Why This Matters Beyond Just Convenience

Beyond reducing first-time-filer confusion, a unified Tax Year also simplifies cross-references throughout the Act. Previously, a provision might say 'income of the previous year relevant to the assessment year' — a phrase that required two definitions to parse. Under the 2025 Act, the same provision can simply reference 'the tax year', cutting down on the explanatory clauses that made the 1961 Act so dense. This is part of the broader ~40% reduction in the Act's overall length.

What You Should Do Now

📊
Filing for FY 2025-26 (AY 2026-27)?Nothing has changed yet — use our income tax calculator exactly as you would have before.
Open Tax Calculator →

Frequently Asked Questions

Is 'Tax Year 2026-27' the same calendar period as 'FY 2026-27'?
Yes.

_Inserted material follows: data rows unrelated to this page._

//! Business logic services.
//!
//! Services contain core business logic separated from HTTP handlers: field
//! validation, cross-entity existence checks and response enrichment. They
//! hold no state of their own beyond the repositories injected at
//! construction time.

pub mod author_service;
pub mod book_service;

pub use author_service::AuthorService;
pub use book_service::BookService;
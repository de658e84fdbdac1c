//! HTTP request handlers (route handlers).
//!
//! Each handler is a thin async function that:
//! 1. Receives HTTP request data (JSON body, URL params)
//! 2. Delegates to the service layer for validation and business logic
//! 3. Returns an HTTP response (JSON, status code)

use crate::db::DbPool;
use crate::repositories::{PgAuthorRepository, PgBookRepository};
use crate::services::{AuthorService, BookService};

/// Author endpoints
pub mod authors;
/// Book endpoints
pub mod books;
/// Health check endpoint
pub mod health;

/// Shared application state injected into every handler.
///
/// Built once at startup around the single process-wide connection pool;
/// cloning is cheap because the pool handle and the repositories inside
/// the services are reference-counted.
#[derive(Clone)]
pub struct AppState {
    pub pool: DbPool,
    pub authors: AuthorService<PgAuthorRepository>,
    pub books: BookService<PgBookRepository, PgAuthorRepository>,
}

impl AppState {
    /// Wire repositories and services around the shared pool.
    pub fn new(pool: DbPool) -> Self {
        let author_repo = PgAuthorRepository::new(pool.clone());
        let book_repo = PgBookRepository::new(pool.clone());

        Self {
            authors: AuthorService::new(author_repo.clone()),
            books: BookService::new(book_repo, author_repo),
            pool,
        }
    }
}
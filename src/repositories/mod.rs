//! Repository layer mediating between entities and their persisted rows.
//!
//! This module defines the CRUD capability contract shared by every entity
//! repository, plus the connection-handling helpers the concrete Postgres
//! implementations are built on.
//!
//! # Connection discipline
//!
//! Every repository operation borrows one connection from the shared pool,
//! executes exactly one SQL statement, and returns the connection on every
//! exit path. The borrow is a guard value (`PoolConnection` for reads,
//! `Transaction` for writes), so release happens in its drop: an early `?`
//! return cannot leak a connection, and a transaction dropped before commit
//! rolls back.

use async_trait::async_trait;
use sqlx::pool::PoolConnection;
use sqlx::{Postgres, Transaction};

use crate::db::DbPool;
use crate::error::AppError;

/// Author repository against the `autores` table
pub mod author_repository;
/// Book repository against the `libros` table
pub mod book_repository;

pub use author_repository::PgAuthorRepository;
pub use book_repository::{BookRepository, PgBookRepository};

/// Uniform CRUD contract implemented by every entity repository.
///
/// `Entity` is the persisted shape (id assigned by storage); `New` is the
/// constructed-but-not-persisted shape consumed by `add`.
#[async_trait]
pub trait Repository: Send + Sync {
    type Entity: Send + Sync;
    type New: Send + Sync;

    /// Fetch one entity by id, `None` when no row matches.
    async fn get_by_id(&self, id: i32) -> Result<Option<Self::Entity>, AppError>;

    /// Fetch all entities, ordered by their human-sortable field.
    async fn get_all(&self) -> Result<Vec<Self::Entity>, AppError>;

    /// Insert a new entity and return it with its storage-assigned id.
    ///
    /// Constraint violations (e.g., duplicate key) propagate as database
    /// errors.
    async fn add(&self, new: Self::New) -> Result<Self::Entity, AppError>;

    /// Update an existing entity, failing with `NotFound` when no row
    /// matches its id.
    async fn update(&self, entity: Self::Entity) -> Result<Self::Entity, AppError>;

    /// Delete by id; `true` when a row was removed, `false` when none
    /// matched.
    async fn delete(&self, id: i32) -> Result<bool, AppError>;
}

/// Borrow a connection from the pool for a read-only operation.
///
/// The returned guard hands the connection back to the pool when dropped.
/// Acquisition failures (pool exhausted, pool closed, database down) are
/// logged with the operation name and propagated.
pub(crate) async fn acquire(
    pool: &DbPool,
    operation: &'static str,
) -> Result<PoolConnection<Postgres>, AppError> {
    pool.acquire().await.map_err(|err| {
        tracing::error!(operation, error = %err, "failed to acquire database connection");
        AppError::Database(err)
    })
}

/// Borrow a connection and open a transaction for a write operation.
///
/// Dropping the returned guard without an explicit commit rolls the
/// transaction back and returns the connection to the pool, so every error
/// path gets rollback-then-release without further bookkeeping.
pub(crate) async fn begin(
    pool: &DbPool,
    operation: &'static str,
) -> Result<Transaction<'static, Postgres>, AppError> {
    pool.begin().await.map_err(|err| {
        tracing::error!(operation, error = %err, "failed to begin database transaction");
        AppError::Database(err)
    })
}

/// Log a query failure with its operation context and wrap it.
///
/// Repositories never swallow or retry database errors; they log and
/// re-raise to the caller.
pub(crate) fn db_error(operation: &'static str) -> impl FnOnce(sqlx::Error) -> AppError {
    move |err| {
        tracing::error!(operation, error = %err, "database operation failed");
        AppError::Database(err)
    }
}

Both refer to the same 12-month period from 1 April 2026 to 31 March 2027. 'Financial Year' (FY) is a commonly used informal term that continues to be used colloquially, while 'Tax Year' is now the formal statutory term under Section 11 of the Income-tax Act, 2025 for this period. The key simplification is that there's no longer a separate 'Assessment Year' label running one year ahead for the same income.
When I file my ITR for FY 2025-26 in July 2026, will I see 'Tax Year' terminology on the portal?
Based on the transition timeline, returns for income earned in FY 2025-26 are filed under the Income-tax Act, 1961 framework (since that income was earned before the new Act's 1 April 2026 effective date), and continue to use 'AY 2026-27' terminology. You're more likely to start seeing 'Tax Year' terminology in CBDT communications and portal labels from April 2026 onward, in relation to income earned in Tax Year 2026-27.
Does the new Tax Year concept change my advance tax due dates?
No. The unified Tax Year is a terminology and structural change, not a change to the advance tax payment schedule. Advance tax instalments are expected to continue falling due in the same quarters (typically 15 June, 15 September, 15 December, and 15 March) as under the Income-tax Act, 1961, simply referenced against the Tax Year instead of the Previous Year.